5. Amend § 655.705 as follows:

a. Revise the section heading to read as set forth below.

b. Amend paragraph (c), by removing the phrase “employer responsibilities under the H-1B1 program” and adding in lieu thereof the phrase “employer's responsibilities under the H-1B1 and E-3 programs”.

§ 655.705 What Federal agencies are involved in the H-1B, H-1B1, and E-3 programs, and what are the responsibilities of those agencies and of employers?

* * * * *

6. Amend § 655.715 as follows:

a. Amend paragraph (1) in definition of Specialty Occupation by removing the phrase “For purposes of the H-1B (not including H-1B1) program” and adding in lieu therof the phrase “For purposes of the E-3 and H-1B programs (but not the H-1B1 program)”.

b. Revise the definition of Employer to read as follows:

§ 655.715 Definitions.

* * * * *

Employer means a person, firm, corporation, contractor, or other association or organization in the United States that has an employment relationship with H-1B, H-1B1 or E-3 nonimmigrants and/or U.S. worker(s). In the case of an H-1B nonimmigrant (not including E-3 and H-1B1 nonimmigrants), the person, firm, contractor, or other association or organization in the United States that files a petition with the United States Citizenship and Immigration Services (USCIS) of the Department of Homeland Security (DHS) on behalf of the nonimmigrant is deemed to be the employer of that nonimmigrant. In the case of an E-3 and H-1B1 nonimmigrant, the person, firm, contractor, or other association or organization in the United States that files an LCA with the Department of Labor on behalf of the nonimmigrant is deemed to be the employer of that nonimmigrant.

* * * * *

7. Amend § 655.720(a) by removing the phrase “regarding H-1B and H-1B1 nonimmigrants” and by adding in lieu thereof the phrase “regarding H-1B, H-1B1 and E-3 nonimmigrants''.

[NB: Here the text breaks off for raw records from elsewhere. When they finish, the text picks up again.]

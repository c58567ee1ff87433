//! In-memory entity store.

use dashmap::DashMap;
use raffler_core::{Entity, EntityId};

use super::{EntityStore, Result, StoredRow};

/// `DashMap`-backed store. Nothing survives the process.
#[derive(Debug, Default)]
pub struct MemoryStore {
    rows: DashMap<EntityId, Entity>,
}

impl MemoryStore {
    /// Creates an empty store.
    #[must_use]
    pub fn new() -> Self {
        Self::default()
    }

    /// Number of rows currently held.
    #[must_use]
    pub fn len(&self) -> usize {
        self.rows.len()
    }

    /// Returns `true` if the store holds no rows.
    #[must_use]
    pub fn is_empty(&self) -> bool {
        self.rows.is_empty()
    }
}

#[async_trait::async_trait]
impl EntityStore for MemoryStore {
    async fn put(&self, entity: &Entity) -> Result<()> {
        self.rows.insert(entity.id.clone(), entity.clone());
        Ok(())
    }

    async fn get(&self, id: &EntityId) -> Result<Option<Entity>> {
        Ok(self.rows.get(id).map(|row| row.value().clone()))
    }

    async fn delete(&self, id: &EntityId) -> Result<()> {
        self.rows.remove(id);
        Ok(())
    }

    async fn list_all(&self) -> Result<Vec<StoredRow>> {
        Ok(self
            .rows
            .iter()
            .map(|row| StoredRow::Loaded(row.value().clone()))
            .collect())
    }
}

8. Amend § 655.730 as follows:

a. Revise the introductory text to read as set forth below.

b. In paragraph (c)(4)(vii), remove the parenthetical phrase “(and not applications regarding H-1B1 nonimmigrants) and add in lieu thereof the parenthetical phrase “(and not application regarding H-1B1 and E-3 nonimmigrants)”.

c. In paragraph (c)(5), remove the sentence “Separate LCAs must be filed for H-1B and H-1B1 nonimmigrants.” and add in lieu thereof the sentence “Separate LCAs must be filed for H-1B, H-1B1, and E-3 nonimmigrants.”

d. In paragraph (d)(5), remove the parenthetical phrase “(and not regarding H-1B1 nonimmigrants)” and add in lieu thereof the parenthetical phrase “(and not applications regarding H-1B1 or E-3 nonimmigrants).

§ 655.730 What is the process for filing a labor condition application?

This section applies to the filing of labor condition applications for H-1B, H-1B1, and E-3 nonimmigrants.

* * * * *

9. Amend § 655.740(a)(2)(ii) by removing the phrase “disqualified from employing H-1B nonimmigrants under section 212(n)(2) of the INA or from employing H-1B1 nonimmigrants under 212(t)(3) of the INA” and adding in lieu thereof the phrase “disqualified from employing H-1B nonimmigrants under section 212(n)(2) of the INA or from employing H-1B1 or E-3 nonimmigrants under section 212(t)(3) of the INA.”

10. In § 655.750, paragraphs (a) and (b)(2) are revised to read as follows:

§ 655.750 What is the validity period of the labor condition application?

(a) Validity of certified labor condition applications. A labor condition application (LCA) certified under § 655.740 is valid for the period of employment indicated by the authorized DOL official on Form ETA 9035E or ETA 9035. The validity period of a labor condition application will not begin before the application is certified and the period of authorized employment begins. If the approved application is the initial LCA issued for the nonimmigrant, the period of authorized employment must not exceed 3 years for a labor condition application issued on behalf of an H-1B or H-1B1 nonimmigrant and must not exceed 2 years for a labor condition application issued on behalf of an E-3 nonimmigrant. If a nonimmigrant is employed before the LCA is certified, the period of authorized employment in the aggregate is based on the first date of employment and ends:

(1) In the case of an H-1B or H-1B1 LCA, on the latest date indicated or three years after the employment start date under the LCA, whichever comes first; or

(2) In the case of an E-3 LCA, on the latest date indicated or two years after the employment start date under the LCA, whichever comes first.

(b) * * *

(2) Requests for withdrawals must be in writing and must be sent to ETA, Office of Foreign Labor Certification. ETA will publish the mailing address, and any future mailing address changes, in the Federal Register, and will also post the address on the DOL Web site at http://www.foreignlaborcert.doleta.gov.

* * * * *

11. Amend § 655.760(b) by removing the phrase “H-1B1 nonimmigrants” and adding in lieu thereof the phrase “regarding H-1B1 and E-3 nonimmigrants.”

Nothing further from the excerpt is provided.